Adopting a revised concept of force design would be challenging because of the depth of historical emotions, the sunk investments into certain platforms, along with preconceived ideas of what makes the UK Armed Forces special. The orthodox view might therefore be a priority list that invests more into special forces, carrier strike, fifth generation air power, precision strike and rapidly deployable, agile and capable infantry formations. All matched with a research and development programme that funds work on cyber, artificial intelligence and autonomy, in order to maintain parity with the technological innovations of other states.
An alternative view might prioritise very different things that sought to build on strengths. Historically, one might view British forces to have derived their greatest and most consistent combat advantage from people; it has been rare that superior equipment or mass (the size of force) fielded by the UK forces have provided the decisive element for victory on the battlefield, nor in gaining influence and leverage in Allies.

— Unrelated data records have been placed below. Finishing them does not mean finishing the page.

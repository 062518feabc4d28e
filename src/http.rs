// This Source Code Form is subject to the terms of the Mozilla Public
// License, v. 2.0. If a copy of the MPL was not distributed with this
// file, You can obtain one at https://mozilla.org/MPL/2.0/.

use std::pin::Pin;
use std::time::Duration;

use async_trait::async_trait;
use bytes::Bytes;
use futures::Stream;

use crate::error::HttpError;

/// A streaming response body
pub type ByteStream = Pin<Box<dyn Stream<Item = Result<Bytes, HttpError>> + Send>>;

/// A fully buffered response
#[derive(Debug, Clone)]
pub struct HttpBytes {
    /// HTTP status code
    pub status: u16,
    /// Response body
    pub body: Bytes,
}

impl HttpBytes {
    pub fn is_success(&self) -> bool {
        (200..300).contains(&self.status)
    }
}

/// HTTP response with status, content length, and body stream
pub struct HttpResponse {
    /// HTTP status code
    pub status: u16,
    /// Content-Length header value, if present
    pub content_length: Option<u64>,
    /// Response body as a stream of bytes
    pub body: ByteStream,
}

/// HTTP client abstraction for testability
#[async_trait]
pub trait HttpClient: Send + Sync {
    /// Fetch the entire response body as bytes
    async fn get_bytes(&self, url: &str) -> Result<HttpBytes, HttpError>;

    /// Get a streaming response for large downloads
    async fn get_stream(&self, url: &str) -> Result<HttpResponse, HttpError>;
}

/// Default HTTP client implementation using reqwest
#[derive(Clone)]
pub struct ReqwestClient {
    client: reqwest::Client,
}

impl ReqwestClient {
    /// Create a new ReqwestClient with default settings
    pub fn new() -> Self {
        Self {
            client: reqwest::Client::new(),
        }
    }

    /// Create a client whose connection attempts give up after `connect_timeout`
    pub fn with_connect_timeout(connect_timeout: Duration) -> Result<Self, HttpError> {
        let client = reqwest::Client::builder()
            .connect_timeout(connect_timeout)
            .user_agent(concat!("ownpod/", env!("CARGO_PKG_VERSION")))
            .build()?;
        Ok(Self { client })
    }

    /// Create a new ReqwestClient with a custom reqwest::Client
    pub fn with_client(client: reqwest::Client) -> Self {
        Self { client }
    }
}

impl Default for ReqwestClient {
    fn default() -> Self {
        Self::new()
    }
}

#[async_trait]
impl HttpClient for ReqwestClient {
    async fn get_bytes(&self, url: &str) -> Result<HttpBytes, HttpError> {
        let response = self.client.get(url).send().await?;
        let status = response.status().as_u16();
        let body = response.bytes().await?;
        Ok(HttpBytes { status, body })
    }

    async fn get_stream(&self, url: &str) -> Result<HttpResponse, HttpError> {
        use futures::StreamExt;

        let response = self.client.get(url).send().await?;
        let status = response.status().as_u16();
        let content_length = response.content_length();

        let body: ByteStream = Box::pin(
            response
                .bytes_stream()
                .map(|result| result.map_err(HttpError::from)),
        );

        Ok(HttpResponse {
            status,
            content_length,
            body,
        })
    }
}

#[cfg(test)]
mod tests {
    use super::*;

    #[test]
    fn reqwest_client_can_be_created() {
        let _client = ReqwestClient::new();
        let _client_default = ReqwestClient::default();
        let _client_timeout = ReqwestClient::with_connect_timeout(Duration::from_secs(5)).unwrap();
    }

    #[test]
    fn success_range_is_2xx() {
        let ok = HttpBytes {
            status: 204,
            body: Bytes::new(),
        };
        let redirect = HttpBytes {
            status: 304,
            body: Bytes::new(),
        };
        assert!(ok.is_success());
        assert!(!redirect.is_success());
    }
}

However, while modern British military thinking acknowledges the importance of ‘people’ in delivering a competitive edge, the belief appears to be that it is commanders and leaders who constitute this. Historically, this has not necessarily been the case. Innovations in fighting have come from across the force structure and still today there is no shortage of ideas and innovations being raised from the ranks of the three services. The UK has historically had an edge over others because the people it brought to the fight were able to think and act in unorthodox, unconventional and disruptive ways. From Victor Jones to Ian Flemming, Horatio Nelson to T E Lawrence, previous performances by British military personnel have rewritten the playbook in many perspectives. Not merely followers – but not necessarily leaders either – key Allies want people who can break rules, cross boundaries and act where others are restricted from doing so.
An approach that refocuses on the individual, on education rather than training, and allows for failure as a learning experience would require a culture change across the UK Armed Forces. But such an approach would also allow a different procurement plan. Equipment would no longer have to be the best in small numbers; it might consist of satisfactory equipment, good-enough platforms, but in sufficient quantities that allow British soldiers, sailors and aviators to win.
Two excellent examples from the Second World War of British ideas that were both disruptive and impactful are Operation Fortitude and Operation Mincemeat. More recent operations in Afghanistan demonstrate that these skills have not been lost but are embedded deep within the British military’s DNA: local Afghans considered British forces to be ‘powerful, clever and cunning’
If boldness, cunning and guile are the hallmarks of successful British military contributions that have allowed the UK Armed Forces to develop a reputation for excellence, then these might be the facets that need investment in the MDP, not simply new equipment.
Then again, making such a radical shift would entail significant political difficulties for any government bold enough to face this reality. And breaking with a 20-year plan that emphasises platforms and technology as good – and as a result delivers jobs, tax revenues and potentially overseas sales – would expend considerable political capital and needs a compelling narrative.
The views expressed in this Commentary are the author's, and do not necessarily reflect those of RUSI or any other institution.